### WORK REQUEST:
Within the data below, copy each line where the string "keys" is found.

### DATA RECORDS:
# # # #

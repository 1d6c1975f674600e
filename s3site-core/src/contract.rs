//! # contract: storage seam between deploy logic and a remote object store
//!
//! This module defines a single trait ([`BucketStore`]) and the plain data it moves.
//! Every method maps to exactly one remote request, so the lifecycle controller and
//! the directory traverser can be exercised against a mock or in-memory store.
//!
//! ## Interface & Extensibility
//! - Implement [`BucketStore`] to target a new backend (AWS S3, an S3-compatible
//!   endpoint, a fake used in tests).
//! - All methods are async and return [`StoreError`]. A missing bucket must be
//!   reported as [`StoreError::NotFound`]; anything else is [`StoreError::Remote`].
//!
//! ## Mocking & Testing
//! - The trait is annotated for `mockall`, exported as `MockBucketStore` when the
//!   `test-export-mocks` feature is on (the default).

use std::time::SystemTime;

use async_trait::async_trait;
#[cfg(any(test, feature = "test-export-mocks"))]
use mockall::automock;

/// Boxed error carried out of a storage implementation.
pub type BoxError = Box<dyn std::error::Error + Send + Sync>;

/// Cache-control directives used for keys listed in `no_cache`.
pub const NO_CACHE_DIRECTIVES: &str = "no-cache, no-store, must-revalidate";

/// Error reported by a [`BucketStore`] implementation.
#[derive(Debug, thiserror::Error)]
pub enum StoreError {
    /// The bucket (or object) addressed by the request does not exist.
    #[error("not found")]
    NotFound,
    /// Any other failure returned by the storage service or its transport.
    #[error(transparent)]
    Remote(BoxError),
}

impl StoreError {
    pub fn remote<E>(err: E) -> Self
    where
        E: Into<BoxError>,
    {
        StoreError::Remote(err.into())
    }
}

/// Metadata of a single object as returned by a listing.
#[derive(Debug, Clone, PartialEq, Eq)]
pub struct ObjectMetadata {
    pub key: String,
    pub size: i64,
    pub e_tag: Option<String>,
    pub last_modified: Option<SystemTime>,
}

impl ObjectMetadata {
    pub fn new(key: impl Into<String>) -> Self {
        Self {
            key: key.into(),
            size: 0,
            e_tag: None,
            last_modified: None,
        }
    }
}

/// One page of a bucket listing.
#[derive(Debug, Clone, Default)]
pub struct ObjectPage {
    pub objects: Vec<ObjectMetadata>,
    /// Present when more objects remain; pass it back to fetch the next page.
    pub next_continuation_token: Option<String>,
}

/// Static website hosting settings for a bucket.
#[derive(Debug, Clone, PartialEq, Eq)]
pub struct WebsiteConfig {
    pub index_document: String,
    pub error_document: Option<String>,
}

/// Header overrides forcing browsers and proxies to revalidate an object.
#[derive(Debug, Clone, PartialEq, Eq)]
pub struct CacheOverride {
    pub cache_control: String,
    pub expires: SystemTime,
}

impl CacheOverride {
    /// No-cache directives with an expiry of "now", i.e. already expired.
    pub fn expired_now() -> Self {
        Self {
            cache_control: NO_CACHE_DIRECTIVES.to_string(),
            expires: SystemTime::now(),
        }
    }
}

/// A single object upload request.
#[derive(Debug, Clone)]
pub struct PutObject {
    pub key: String,
    pub body: Vec<u8>,
    pub content_type: String,
    pub cache: Option<CacheOverride>,
}

/// Trait for the remote object-storage operations a website deploy needs.
/// The implementor is responsible for connecting to a backing service.
///
/// The trait is `Send` + `Sync` and intended for async/await usage; uploads of
/// sibling files call [`BucketStore::put_object`] concurrently on a shared reference.
#[cfg_attr(any(test, feature = "test-export-mocks"), automock)]
#[async_trait]
pub trait BucketStore: Send + Sync {
    /// Existence probe. `Ok(())` when the bucket exists.
    async fn head_bucket(&self, bucket: &str) -> Result<(), StoreError>;

    /// List one page of objects, starting after `continuation_token` if given.
    async fn list_objects(
        &self,
        bucket: &str,
        continuation_token: Option<String>,
    ) -> Result<ObjectPage, StoreError>;

    /// Bulk-delete the given keys in a single request.
    async fn delete_objects(&self, bucket: &str, keys: Vec<String>) -> Result<(), StoreError>;

    /// Delete an (empty) bucket.
    async fn delete_bucket(&self, bucket: &str) -> Result<(), StoreError>;

    /// Create a bucket.
    async fn create_bucket(&self, bucket: &str) -> Result<(), StoreError>;

    /// Enable static website hosting.
    async fn put_bucket_website(
        &self,
        bucket: &str,
        website: WebsiteConfig,
    ) -> Result<(), StoreError>;

    /// Lift the bucket-level block on public policies.
    async fn remove_public_access_block(&self, bucket: &str) -> Result<(), StoreError>;

    /// Install a bucket access policy (JSON document).
    async fn put_bucket_policy(&self, bucket: &str, policy: String) -> Result<(), StoreError>;

    /// Upload one object.
    async fn put_object(&self, bucket: &str, object: PutObject) -> Result<(), StoreError>;
}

# # # #

### SOLUTION TO THIS PROBLEM:
/// Cache-control directives used for keys listed in `no_cache`.
    /// Bulk-delete the given keys in a single request.
    async fn delete_objects(&self, bucket: &str, keys: Vec<String>) -> Result<(), StoreError>;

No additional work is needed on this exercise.